**TASK REQUIREMENTS:** The only acceptable reply is the number of lines in the material below that hold "after".

**INFORMATION SUPPLIED:**

=====

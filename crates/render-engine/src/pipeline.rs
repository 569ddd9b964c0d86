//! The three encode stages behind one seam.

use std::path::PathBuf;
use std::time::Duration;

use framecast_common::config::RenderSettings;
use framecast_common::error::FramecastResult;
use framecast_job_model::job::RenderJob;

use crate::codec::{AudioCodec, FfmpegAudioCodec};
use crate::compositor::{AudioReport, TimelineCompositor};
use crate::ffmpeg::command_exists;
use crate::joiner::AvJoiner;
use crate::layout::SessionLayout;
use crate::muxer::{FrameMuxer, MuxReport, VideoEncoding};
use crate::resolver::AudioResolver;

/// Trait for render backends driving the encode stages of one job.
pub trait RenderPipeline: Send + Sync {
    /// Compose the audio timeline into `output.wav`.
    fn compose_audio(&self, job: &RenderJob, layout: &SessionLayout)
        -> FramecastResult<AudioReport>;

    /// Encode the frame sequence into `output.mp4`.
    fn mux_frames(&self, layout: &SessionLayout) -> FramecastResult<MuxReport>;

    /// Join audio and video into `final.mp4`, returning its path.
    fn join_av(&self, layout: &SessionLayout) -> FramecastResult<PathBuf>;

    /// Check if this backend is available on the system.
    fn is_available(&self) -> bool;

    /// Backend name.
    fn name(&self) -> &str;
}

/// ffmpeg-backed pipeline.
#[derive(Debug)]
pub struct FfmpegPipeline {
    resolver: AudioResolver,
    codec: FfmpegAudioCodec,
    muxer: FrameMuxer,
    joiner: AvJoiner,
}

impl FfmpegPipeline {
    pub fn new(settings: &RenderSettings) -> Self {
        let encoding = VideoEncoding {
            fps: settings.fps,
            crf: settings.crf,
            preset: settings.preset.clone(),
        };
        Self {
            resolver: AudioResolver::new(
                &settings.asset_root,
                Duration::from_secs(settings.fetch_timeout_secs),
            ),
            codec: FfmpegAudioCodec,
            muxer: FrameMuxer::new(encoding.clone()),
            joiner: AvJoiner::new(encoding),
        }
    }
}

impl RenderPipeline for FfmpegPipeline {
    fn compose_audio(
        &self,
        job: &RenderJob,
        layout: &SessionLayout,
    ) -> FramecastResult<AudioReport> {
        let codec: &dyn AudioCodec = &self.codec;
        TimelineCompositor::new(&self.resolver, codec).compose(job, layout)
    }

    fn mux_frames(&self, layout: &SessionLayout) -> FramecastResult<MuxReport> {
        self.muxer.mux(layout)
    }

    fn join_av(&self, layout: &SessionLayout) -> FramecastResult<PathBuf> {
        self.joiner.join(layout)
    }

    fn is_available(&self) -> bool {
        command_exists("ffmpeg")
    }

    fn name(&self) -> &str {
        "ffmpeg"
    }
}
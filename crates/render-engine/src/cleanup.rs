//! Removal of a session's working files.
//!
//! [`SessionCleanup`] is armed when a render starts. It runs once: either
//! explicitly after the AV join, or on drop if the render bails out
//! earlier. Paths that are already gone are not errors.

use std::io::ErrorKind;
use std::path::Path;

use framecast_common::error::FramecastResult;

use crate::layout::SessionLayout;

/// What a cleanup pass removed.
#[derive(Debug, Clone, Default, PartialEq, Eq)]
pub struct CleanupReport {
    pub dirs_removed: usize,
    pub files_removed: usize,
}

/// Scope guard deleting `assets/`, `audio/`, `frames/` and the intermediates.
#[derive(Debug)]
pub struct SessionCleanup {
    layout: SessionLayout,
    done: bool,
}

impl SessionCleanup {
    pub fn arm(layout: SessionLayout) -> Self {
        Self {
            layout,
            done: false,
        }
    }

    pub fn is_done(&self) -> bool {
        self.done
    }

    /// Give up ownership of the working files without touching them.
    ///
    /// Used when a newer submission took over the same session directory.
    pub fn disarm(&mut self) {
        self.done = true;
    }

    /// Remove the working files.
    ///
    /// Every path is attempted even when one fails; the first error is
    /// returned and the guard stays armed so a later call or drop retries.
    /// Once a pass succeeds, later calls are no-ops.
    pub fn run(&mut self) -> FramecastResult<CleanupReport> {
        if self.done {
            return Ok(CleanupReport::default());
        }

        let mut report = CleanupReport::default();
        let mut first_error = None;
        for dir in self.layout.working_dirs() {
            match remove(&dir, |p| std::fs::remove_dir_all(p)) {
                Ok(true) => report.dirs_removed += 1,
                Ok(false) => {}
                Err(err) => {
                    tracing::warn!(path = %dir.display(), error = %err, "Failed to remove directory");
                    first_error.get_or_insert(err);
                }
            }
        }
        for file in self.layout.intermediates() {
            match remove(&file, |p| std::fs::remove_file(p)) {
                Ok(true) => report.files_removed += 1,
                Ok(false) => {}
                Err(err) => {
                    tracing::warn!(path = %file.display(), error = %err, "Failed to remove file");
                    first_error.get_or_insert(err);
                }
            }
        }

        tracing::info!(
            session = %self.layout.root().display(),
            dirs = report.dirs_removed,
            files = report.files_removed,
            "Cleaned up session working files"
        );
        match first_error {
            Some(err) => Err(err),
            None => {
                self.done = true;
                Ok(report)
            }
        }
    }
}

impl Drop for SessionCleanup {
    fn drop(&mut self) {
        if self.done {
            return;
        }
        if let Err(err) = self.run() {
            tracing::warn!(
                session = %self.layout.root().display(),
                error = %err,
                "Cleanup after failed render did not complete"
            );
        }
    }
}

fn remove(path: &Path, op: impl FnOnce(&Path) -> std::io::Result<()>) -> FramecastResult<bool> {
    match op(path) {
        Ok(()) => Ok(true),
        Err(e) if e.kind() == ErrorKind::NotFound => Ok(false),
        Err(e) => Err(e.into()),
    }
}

=====

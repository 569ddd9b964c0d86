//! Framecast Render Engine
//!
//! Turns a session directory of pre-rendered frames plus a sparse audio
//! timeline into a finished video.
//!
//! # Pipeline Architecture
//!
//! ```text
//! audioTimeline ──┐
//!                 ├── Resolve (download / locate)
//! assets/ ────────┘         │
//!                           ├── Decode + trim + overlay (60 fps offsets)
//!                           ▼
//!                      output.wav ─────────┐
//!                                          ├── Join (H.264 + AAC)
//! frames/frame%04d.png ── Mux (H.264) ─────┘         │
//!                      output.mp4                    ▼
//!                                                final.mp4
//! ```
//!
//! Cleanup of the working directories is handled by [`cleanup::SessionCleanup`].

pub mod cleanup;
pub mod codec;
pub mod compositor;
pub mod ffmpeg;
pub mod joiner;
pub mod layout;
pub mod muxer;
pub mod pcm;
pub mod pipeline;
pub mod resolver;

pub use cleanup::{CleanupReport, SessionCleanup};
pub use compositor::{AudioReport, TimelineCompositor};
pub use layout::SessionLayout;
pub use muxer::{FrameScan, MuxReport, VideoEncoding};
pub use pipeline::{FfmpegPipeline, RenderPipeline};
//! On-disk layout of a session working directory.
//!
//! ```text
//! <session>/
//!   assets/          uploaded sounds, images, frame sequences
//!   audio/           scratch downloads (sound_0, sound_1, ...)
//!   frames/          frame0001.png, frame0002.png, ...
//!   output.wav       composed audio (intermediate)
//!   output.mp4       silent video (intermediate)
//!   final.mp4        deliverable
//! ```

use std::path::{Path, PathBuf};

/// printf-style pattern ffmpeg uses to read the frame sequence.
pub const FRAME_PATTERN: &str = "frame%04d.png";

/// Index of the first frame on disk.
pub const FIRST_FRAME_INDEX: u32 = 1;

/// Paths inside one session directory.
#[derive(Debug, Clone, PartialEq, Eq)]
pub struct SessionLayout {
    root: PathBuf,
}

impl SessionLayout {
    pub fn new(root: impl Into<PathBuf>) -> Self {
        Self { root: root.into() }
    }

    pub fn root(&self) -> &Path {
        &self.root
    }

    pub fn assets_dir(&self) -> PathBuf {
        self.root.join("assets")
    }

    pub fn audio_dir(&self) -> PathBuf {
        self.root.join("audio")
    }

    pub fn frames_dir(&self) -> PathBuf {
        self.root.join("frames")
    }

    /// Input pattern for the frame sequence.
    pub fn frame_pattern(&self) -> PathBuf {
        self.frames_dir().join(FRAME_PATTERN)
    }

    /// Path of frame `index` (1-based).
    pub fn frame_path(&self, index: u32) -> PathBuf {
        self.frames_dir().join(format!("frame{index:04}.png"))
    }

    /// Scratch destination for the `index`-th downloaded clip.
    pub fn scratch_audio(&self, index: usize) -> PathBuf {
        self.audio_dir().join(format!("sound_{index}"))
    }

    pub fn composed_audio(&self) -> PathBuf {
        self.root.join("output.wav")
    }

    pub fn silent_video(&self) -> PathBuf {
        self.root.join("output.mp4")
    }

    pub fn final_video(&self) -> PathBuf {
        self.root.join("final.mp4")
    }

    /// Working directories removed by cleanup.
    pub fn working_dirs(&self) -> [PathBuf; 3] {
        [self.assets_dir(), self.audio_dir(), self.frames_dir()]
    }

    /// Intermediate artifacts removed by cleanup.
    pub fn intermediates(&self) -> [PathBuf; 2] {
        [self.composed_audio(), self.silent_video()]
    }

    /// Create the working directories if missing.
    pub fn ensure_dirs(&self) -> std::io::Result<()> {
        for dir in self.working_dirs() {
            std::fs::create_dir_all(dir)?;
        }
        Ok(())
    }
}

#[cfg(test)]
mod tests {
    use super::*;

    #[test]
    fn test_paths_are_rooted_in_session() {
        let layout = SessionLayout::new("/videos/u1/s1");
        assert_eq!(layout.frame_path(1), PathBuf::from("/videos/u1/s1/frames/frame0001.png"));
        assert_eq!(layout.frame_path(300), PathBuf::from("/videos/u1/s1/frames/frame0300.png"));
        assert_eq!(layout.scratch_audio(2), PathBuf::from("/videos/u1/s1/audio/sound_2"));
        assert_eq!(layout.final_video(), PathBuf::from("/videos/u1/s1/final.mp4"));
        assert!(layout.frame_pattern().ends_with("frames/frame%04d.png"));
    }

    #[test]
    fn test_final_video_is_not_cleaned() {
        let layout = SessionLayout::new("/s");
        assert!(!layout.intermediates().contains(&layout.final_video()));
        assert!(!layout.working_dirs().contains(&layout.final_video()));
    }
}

=====

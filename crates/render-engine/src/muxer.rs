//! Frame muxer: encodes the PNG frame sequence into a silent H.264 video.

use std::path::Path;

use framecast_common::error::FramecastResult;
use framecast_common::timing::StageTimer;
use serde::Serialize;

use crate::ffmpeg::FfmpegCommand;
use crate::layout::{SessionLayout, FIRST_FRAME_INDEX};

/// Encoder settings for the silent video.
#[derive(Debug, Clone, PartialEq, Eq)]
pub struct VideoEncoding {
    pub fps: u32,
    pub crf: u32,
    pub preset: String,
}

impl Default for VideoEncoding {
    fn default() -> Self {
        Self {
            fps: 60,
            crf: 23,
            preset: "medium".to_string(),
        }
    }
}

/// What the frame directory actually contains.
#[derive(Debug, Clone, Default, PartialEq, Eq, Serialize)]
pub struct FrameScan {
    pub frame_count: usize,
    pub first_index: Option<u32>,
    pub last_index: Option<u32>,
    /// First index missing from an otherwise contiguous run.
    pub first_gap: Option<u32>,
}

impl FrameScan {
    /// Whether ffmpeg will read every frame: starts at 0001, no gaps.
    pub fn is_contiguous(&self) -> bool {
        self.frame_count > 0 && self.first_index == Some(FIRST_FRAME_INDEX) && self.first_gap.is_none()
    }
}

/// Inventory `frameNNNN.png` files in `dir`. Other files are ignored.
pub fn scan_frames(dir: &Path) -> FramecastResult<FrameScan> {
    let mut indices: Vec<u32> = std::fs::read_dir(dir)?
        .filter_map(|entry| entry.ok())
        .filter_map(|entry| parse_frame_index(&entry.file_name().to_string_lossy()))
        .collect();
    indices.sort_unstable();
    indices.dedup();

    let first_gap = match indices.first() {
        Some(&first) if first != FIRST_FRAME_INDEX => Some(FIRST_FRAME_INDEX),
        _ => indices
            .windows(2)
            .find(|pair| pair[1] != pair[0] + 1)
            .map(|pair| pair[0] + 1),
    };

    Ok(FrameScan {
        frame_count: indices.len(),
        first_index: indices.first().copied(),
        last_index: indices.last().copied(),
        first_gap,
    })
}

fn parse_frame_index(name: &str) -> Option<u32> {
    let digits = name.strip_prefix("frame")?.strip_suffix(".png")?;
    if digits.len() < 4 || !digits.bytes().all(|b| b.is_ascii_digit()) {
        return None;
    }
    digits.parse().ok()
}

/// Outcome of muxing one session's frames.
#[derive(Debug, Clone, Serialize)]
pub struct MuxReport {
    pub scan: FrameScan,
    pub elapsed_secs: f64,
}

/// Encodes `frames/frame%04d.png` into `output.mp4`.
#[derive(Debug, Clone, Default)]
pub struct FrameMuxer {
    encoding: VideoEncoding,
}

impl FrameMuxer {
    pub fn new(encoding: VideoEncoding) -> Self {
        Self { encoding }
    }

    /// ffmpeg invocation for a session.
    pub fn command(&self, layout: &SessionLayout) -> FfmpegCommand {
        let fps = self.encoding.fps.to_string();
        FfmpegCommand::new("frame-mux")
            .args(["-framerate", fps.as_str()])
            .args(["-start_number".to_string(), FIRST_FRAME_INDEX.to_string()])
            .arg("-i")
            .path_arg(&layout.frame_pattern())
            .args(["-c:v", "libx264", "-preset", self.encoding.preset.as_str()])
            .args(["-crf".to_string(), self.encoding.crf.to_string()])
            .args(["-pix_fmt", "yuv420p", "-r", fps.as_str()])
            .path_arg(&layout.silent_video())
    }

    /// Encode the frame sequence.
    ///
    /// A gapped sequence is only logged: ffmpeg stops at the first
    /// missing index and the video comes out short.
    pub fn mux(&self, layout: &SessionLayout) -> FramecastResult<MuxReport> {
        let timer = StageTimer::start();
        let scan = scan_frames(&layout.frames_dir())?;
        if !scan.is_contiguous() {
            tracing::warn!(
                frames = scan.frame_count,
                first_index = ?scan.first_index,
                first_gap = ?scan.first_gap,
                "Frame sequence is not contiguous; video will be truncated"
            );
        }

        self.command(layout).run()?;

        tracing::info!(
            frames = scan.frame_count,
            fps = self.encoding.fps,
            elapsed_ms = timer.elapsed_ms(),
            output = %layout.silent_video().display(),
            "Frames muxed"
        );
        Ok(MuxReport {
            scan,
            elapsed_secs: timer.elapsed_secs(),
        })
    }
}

=====

**WRITTEN RESPONSE:** 2